**DIRECTIONS**
In the entries below, how many lines hold the word "contains"? Answer with the number only.

::::::::::

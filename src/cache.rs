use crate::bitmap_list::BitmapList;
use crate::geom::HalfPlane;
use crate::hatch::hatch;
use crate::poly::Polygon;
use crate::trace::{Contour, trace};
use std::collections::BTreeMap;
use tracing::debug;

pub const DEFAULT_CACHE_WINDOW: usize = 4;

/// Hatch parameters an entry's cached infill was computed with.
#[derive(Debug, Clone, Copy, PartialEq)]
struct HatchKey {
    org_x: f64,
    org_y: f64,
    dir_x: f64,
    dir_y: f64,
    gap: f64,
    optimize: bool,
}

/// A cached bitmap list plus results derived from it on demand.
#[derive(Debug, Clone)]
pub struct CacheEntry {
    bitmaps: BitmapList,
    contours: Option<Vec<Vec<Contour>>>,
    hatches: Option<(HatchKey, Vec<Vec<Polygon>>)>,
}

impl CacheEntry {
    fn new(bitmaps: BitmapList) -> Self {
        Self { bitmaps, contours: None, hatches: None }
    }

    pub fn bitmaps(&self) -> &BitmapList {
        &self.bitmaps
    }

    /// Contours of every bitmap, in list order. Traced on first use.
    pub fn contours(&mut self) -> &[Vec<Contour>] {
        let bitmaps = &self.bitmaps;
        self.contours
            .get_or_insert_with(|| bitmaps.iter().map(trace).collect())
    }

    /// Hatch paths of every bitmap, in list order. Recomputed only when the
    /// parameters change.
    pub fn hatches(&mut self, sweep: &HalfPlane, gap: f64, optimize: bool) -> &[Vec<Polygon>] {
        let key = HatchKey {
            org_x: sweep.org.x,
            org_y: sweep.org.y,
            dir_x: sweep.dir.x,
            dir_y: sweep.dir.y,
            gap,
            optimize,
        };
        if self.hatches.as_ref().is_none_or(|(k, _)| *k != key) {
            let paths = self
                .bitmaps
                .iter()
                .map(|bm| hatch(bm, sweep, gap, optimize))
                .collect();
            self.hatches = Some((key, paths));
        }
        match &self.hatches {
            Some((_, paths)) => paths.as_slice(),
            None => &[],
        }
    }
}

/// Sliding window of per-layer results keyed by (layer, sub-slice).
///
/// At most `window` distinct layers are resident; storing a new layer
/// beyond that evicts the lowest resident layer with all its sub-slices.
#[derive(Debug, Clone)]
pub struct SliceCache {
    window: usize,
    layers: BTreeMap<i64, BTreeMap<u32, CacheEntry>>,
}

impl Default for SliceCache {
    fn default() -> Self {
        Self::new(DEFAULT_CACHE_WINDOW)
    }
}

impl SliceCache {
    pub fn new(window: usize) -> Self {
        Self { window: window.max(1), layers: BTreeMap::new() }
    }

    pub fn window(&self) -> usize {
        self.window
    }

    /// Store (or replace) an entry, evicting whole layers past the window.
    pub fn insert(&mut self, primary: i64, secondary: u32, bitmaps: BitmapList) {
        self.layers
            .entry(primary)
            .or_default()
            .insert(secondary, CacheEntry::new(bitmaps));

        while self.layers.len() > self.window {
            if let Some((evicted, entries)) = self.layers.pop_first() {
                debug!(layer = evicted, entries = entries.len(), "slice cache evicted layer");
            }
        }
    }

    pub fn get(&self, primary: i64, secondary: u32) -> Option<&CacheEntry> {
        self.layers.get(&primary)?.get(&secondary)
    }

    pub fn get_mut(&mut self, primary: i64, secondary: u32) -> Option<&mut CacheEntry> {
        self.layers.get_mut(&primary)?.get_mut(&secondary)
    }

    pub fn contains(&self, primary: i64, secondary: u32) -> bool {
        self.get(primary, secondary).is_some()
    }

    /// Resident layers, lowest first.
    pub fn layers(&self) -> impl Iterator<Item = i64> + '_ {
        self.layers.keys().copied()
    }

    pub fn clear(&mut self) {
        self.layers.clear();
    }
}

::::::::::

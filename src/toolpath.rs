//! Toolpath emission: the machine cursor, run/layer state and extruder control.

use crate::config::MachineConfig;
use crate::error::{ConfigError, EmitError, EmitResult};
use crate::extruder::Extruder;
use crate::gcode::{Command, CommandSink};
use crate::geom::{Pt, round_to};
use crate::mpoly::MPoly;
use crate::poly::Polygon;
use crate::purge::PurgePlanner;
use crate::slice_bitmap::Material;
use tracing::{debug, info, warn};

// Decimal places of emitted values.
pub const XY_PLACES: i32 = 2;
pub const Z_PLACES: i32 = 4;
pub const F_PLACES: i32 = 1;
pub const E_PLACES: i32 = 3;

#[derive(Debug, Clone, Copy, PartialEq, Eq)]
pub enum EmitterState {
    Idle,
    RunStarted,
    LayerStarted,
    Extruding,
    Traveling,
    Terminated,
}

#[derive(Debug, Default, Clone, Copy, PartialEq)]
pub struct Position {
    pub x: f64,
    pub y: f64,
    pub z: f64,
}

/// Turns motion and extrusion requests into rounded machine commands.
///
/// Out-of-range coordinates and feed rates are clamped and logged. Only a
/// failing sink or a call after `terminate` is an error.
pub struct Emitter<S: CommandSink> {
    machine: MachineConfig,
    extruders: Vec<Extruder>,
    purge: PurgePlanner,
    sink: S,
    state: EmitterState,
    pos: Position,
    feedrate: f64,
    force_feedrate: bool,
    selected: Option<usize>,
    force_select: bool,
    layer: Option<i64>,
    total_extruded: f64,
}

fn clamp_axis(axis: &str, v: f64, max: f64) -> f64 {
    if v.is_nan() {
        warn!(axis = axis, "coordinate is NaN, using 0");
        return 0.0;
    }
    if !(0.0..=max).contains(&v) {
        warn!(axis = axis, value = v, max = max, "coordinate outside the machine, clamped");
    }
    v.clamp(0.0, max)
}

::::::::::

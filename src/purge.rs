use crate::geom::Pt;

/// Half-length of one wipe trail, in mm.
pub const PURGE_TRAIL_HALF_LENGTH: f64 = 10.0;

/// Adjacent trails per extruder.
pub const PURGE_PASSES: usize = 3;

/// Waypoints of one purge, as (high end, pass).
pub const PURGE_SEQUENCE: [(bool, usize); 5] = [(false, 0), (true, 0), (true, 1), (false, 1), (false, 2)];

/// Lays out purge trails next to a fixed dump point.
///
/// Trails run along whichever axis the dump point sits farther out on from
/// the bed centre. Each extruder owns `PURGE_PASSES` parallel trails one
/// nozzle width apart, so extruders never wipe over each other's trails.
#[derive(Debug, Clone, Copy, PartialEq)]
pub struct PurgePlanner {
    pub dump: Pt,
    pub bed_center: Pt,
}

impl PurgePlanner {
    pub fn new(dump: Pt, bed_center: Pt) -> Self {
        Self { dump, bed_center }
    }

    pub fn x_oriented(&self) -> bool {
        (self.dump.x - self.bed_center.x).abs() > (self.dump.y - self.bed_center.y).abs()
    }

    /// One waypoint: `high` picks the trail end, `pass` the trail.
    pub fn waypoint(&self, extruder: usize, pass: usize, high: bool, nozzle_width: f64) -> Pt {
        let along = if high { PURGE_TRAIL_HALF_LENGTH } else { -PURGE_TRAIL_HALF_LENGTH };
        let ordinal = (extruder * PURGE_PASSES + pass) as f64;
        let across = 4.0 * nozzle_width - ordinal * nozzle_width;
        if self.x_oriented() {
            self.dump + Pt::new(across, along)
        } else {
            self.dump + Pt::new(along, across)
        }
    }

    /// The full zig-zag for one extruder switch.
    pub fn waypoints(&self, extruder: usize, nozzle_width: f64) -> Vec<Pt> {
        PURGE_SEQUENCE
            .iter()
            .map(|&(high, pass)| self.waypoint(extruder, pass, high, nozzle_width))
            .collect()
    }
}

::::::::::

**WORKED SOLUTION**
2